Re: Anatomy Of A Rickenbacker Bass Part 8
Posted: Sun May 03, 2009 9:10 pm
by rickfan60
nukebass wrote:My experience with nut replacement is that the current RIC nut (at least the white one) doesn't fit the 4001 (79) neck as well as I would have liked. The A and D string grooves are too shallow. Fortunately I had read some posts here about filling in the grooves with baking soda and super glue and that worked pretty well (and easy, too). I just have to check it with every string change. The nut is slightly wider than the fretboard, but I don't mind that since I figure the new boards are a touch wider than the old ones and I'm too lazy too attempt to shave it the "correct" size. As always, I reserve the right to have messed something up during installation

Some trimming may necessary as the widths may vary slightly. The standard nut slots are probably not to everyone's liking.
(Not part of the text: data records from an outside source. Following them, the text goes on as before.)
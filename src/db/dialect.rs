//! Engine-specific SQL fragments.
//!
//! The `any` driver passes statements through verbatim, so placeholders and
//! DDL types must already match the engine behind the pool.

use std::fmt;

#[derive(Debug, Clone, Copy, PartialEq, Eq, Hash)]
pub enum Dialect {
    Sqlite,
    MySql,
    Postgres,
}

impl Dialect {
    /// Bind placeholder for the 1-based parameter `index`.
    pub fn placeholder(self, index: usize) -> String {
        match self {
            Dialect::Sqlite | Dialect::MySql => "?".to_string(),
            Dialect::Postgres => format!("${index}"),
        }
    }

    /// Quotes a table or column name (`year` is a keyword on some engines).
    pub fn quote(self, ident: &str) -> String {
        match self {
            Dialect::MySql => format!("`{ident}`"),
            Dialect::Sqlite | Dialect::Postgres => format!("\"{ident}\""),
        }
    }

    /// Auto-incrementing integer primary key column definition (without the column name).
    pub fn identity_column(self) -> &'static str {
        match self {
            Dialect::Sqlite => "INTEGER PRIMARY KEY AUTOINCREMENT",
            Dialect::MySql => "INT NOT NULL AUTO_INCREMENT PRIMARY KEY",
            Dialect::Postgres => "SERIAL PRIMARY KEY",
        }
    }

    pub fn tiny_int(self) -> &'static str {
        match self {
            Dialect::Sqlite | Dialect::MySql => "TINYINT",
            // PostgreSQL has no single-byte integer.
            Dialect::Postgres => "SMALLINT",
        }
    }
}

impl fmt::Display for Dialect {
    fn fmt(&self, f: &mut fmt::Formatter<'_>) -> fmt::Result {
        match self {
            Dialect::Sqlite => write!(f, "sqlite"),
            Dialect::MySql => write!(f, "mysql"),
            Dialect::Postgres => write!(f, "postgresql"),
        }
    }
}

#[cfg(test)]
mod tests {
    use super::*;

    #[test]
    fn placeholders_follow_engine_convention() {
        assert_eq!(Dialect::Sqlite.placeholder(3), "?");
        assert_eq!(Dialect::MySql.placeholder(1), "?");
        assert_eq!(Dialect::Postgres.placeholder(2), "$2");
    }

    #[test]
    fn identifiers_are_quoted_per_engine() {
        assert_eq!(Dialect::MySql.quote("year"), "`year`");
        assert_eq!(Dialect::Postgres.quote("year"), "\"year\"");
        assert_eq!(Dialect::Sqlite.quote("movies"), "\"movies\"");
    }

    #[test]
    fn postgres_has_no_tinyint() {
        assert_eq!(Dialect::Postgres.tiny_int(), "SMALLINT");
        assert_eq!(Dialect::MySql.tiny_int(), "TINYINT");
    }
}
Re: Anatomy Of A Rickenbacker Bass Part 8
Posted: Tue Aug 25, 2009 11:36 pm
by Blackstar
OK, quite possibly the most nit-picky (sic) question: which way are the control knobs supposed to face when they are full 'open' ? On my 1976 4001, the dot on the knobs face to the 12 o'clock position - pointing straight up the neck. On my 1989 Blackstar (bought used) the dots point to the 2 o'clock position. On my recently acquired 1999 4001V63, the line points to 3 o'clock (or to my toes if I am holding it). Yes I can change it to any position I want, but how were they set in the factory? And has the 'correct' position changed over time, and could the correct setting on the V63 be different than others?
Thanks!
Re: Anatomy Of A Rickenbacker Bass Part 8
Posted: Tue Aug 25, 2009 11:58 pm
by johnallg
Re: Anatomy Of A Rickenbacker Bass Part 8
Posted: Wed Aug 26, 2009 11:42 am
by rickaddict
My 1998V63 and 2003C64S came with knobs facing 3:00 when on a stand (or straight down when holding) as you describe.
My 1980 4001 (my first, bought new) came with knobs facing forward when holding; 12:00 when on a stand...Not sure if they were exactly 12:00, or with dots facing my eyes when holding the bass, but they were generally forward. I got used to the dots facing forward from playing that bass for over 20 years, so every subsequent Rick I've bought, I've moved the knobs to match my first one.
Re: Anatomy Of A Rickenbacker Bass Part 8
Posted: Fri Aug 28, 2009 12:33 am
by Blackstar
Thanks John & Jeff. Sounds like the positions vary. My Blackstar is set just like the factory photo, my 1976 4001 (only owner) did come with the knobs pointing 12 o'clock. I'm used to that and it's what I prefer. And it seems like the V63 was correct for that type, but I hate looking down and seeing the set screws. They're all getting moved to 12 o'clock. High noon! Thanks!